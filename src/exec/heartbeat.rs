// Copyright 2025 Lablup Inc. and Jeongkyu Shin
//
// Licensed under the Apache License, Version 2.0 (the "License");
// you may not use this file except in compliance with the License.
// You may obtain a copy of the License at
//
//     http://www.apache.org/licenses/LICENSE-2.0
//
// Unless required by applicable law or agreed to in writing, software
// distributed under the License is distributed on an "AS IS" BASIS,
// WITHOUT WARRANTIES OR CONDITIONS OF ANY KIND, either express or implied.
// See the License for the specific language governing permissions and
// limitations under the License.

//! Keep-alive worker for idle exec streams.

use std::time::Duration;

use serde::{Deserialize, Serialize};
use tokio::time::MissedTickBehavior;
use tokio_util::sync::CancellationToken;
use tracing::{debug, trace};

use super::channel::ChannelHandle;
use super::error::IoDisposition;

/// What a heartbeat sends.
#[derive(Debug, Clone, Copy, PartialEq, Eq, Default, Serialize, Deserialize)]
#[serde(rename_all = "snake_case")]
pub enum HeartbeatKind {
    /// WebSocket ping control frame.
    #[default]
    Ping,
    /// Zero-length stdin frame, for proxies that swallow pings.
    EmptyStdin,
}

/// Heartbeat body: send a keep-alive every `interval` until stopped or the
/// channel closes.
pub async fn run_heartbeat(
    handle: ChannelHandle,
    interval: Duration,
    kind: HeartbeatKind,
    token: CancellationToken,
) {
    let mut ticker = tokio::time::interval(interval);
    ticker.set_missed_tick_behavior(MissedTickBehavior::Delay);
    // The first tick completes immediately.
    ticker.tick().await;

    loop {
        tokio::select! {
            _ = token.cancelled() => break,
            _ = handle.closed() => {
                debug!("Exec channel closed; heartbeat exiting");
                break;
            }
            _ = ticker.tick() => {
                let sent = match kind {
                    HeartbeatKind::Ping => handle.send_ping(),
                    HeartbeatKind::EmptyStdin => handle.send_empty_stdin(),
                };
                match sent {
                    Ok(()) => trace!("Heartbeat sent"),
                    Err(e) if e.disposition() == IoDisposition::WouldBlock => {
                        trace!("Outbound queue busy; heartbeat skipped");
                    }
                    Err(e) => {
                        debug!("Heartbeat stopping: {e}");
                        break;
                    }
                }
            }
        }
    }
}

#[cfg(test)]
mod tests {
    use super::*;
    use crate::exec::channel::Outbound;
    use tokio::sync::{mpsc, watch};

    #[tokio::test]
    async fn test_sends_pings_on_interval() {
        let (tx, mut rx) = mpsc::channel(8);
        let (_open_tx, open_rx) = watch::channel(true);
        let token = CancellationToken::new();

        let task = tokio::spawn(run_heartbeat(
            ChannelHandle::new(tx, open_rx),
            Duration::from_millis(10),
            HeartbeatKind::Ping,
            token.clone(),
        ));

        for _ in 0..2 {
            let message = tokio::time::timeout(Duration::from_secs(1), rx.recv())
                .await
                .unwrap();
            assert_eq!(message, Some(Outbound::Ping));
        }

        token.cancel();
        tokio::time::timeout(Duration::from_secs(1), task)
            .await
            .unwrap()
            .unwrap();
    }

    #[tokio::test]
    async fn test_empty_stdin_heartbeat() {
        let (tx, mut rx) = mpsc::channel(8);
        let (_open_tx, open_rx) = watch::channel(true);
        let token = CancellationToken::new();

        let _task = tokio::spawn(run_heartbeat(
            ChannelHandle::new(tx, open_rx),
            Duration::from_millis(10),
            HeartbeatKind::EmptyStdin,
            token.clone(),
        ));

        let message = tokio::time::timeout(Duration::from_secs(1), rx.recv())
            .await
            .unwrap();
        assert_eq!(message, Some(Outbound::Stdin(Vec::new())));
        token.cancel();
    }

    #[tokio::test]
    async fn test_stops_when_channel_closes() {
        let (tx, _rx) = mpsc::channel(8);
        let (open_tx, open_rx) = watch::channel(true);

        let task = tokio::spawn(run_heartbeat(
            ChannelHandle::new(tx, open_rx),
            Duration::from_secs(30),
            HeartbeatKind::Ping,
            CancellationToken::new(),
        ));
        open_tx.send_replace(false);

        tokio::time::timeout(Duration::from_secs(1), task)
            .await
            .expect("heartbeat should exit once the channel closes")
            .unwrap();
    }
}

..............................

• [Aim of the task] Count the lines of the listing above that contain the word "Serialize", and give only the total.

• [Your solution] 2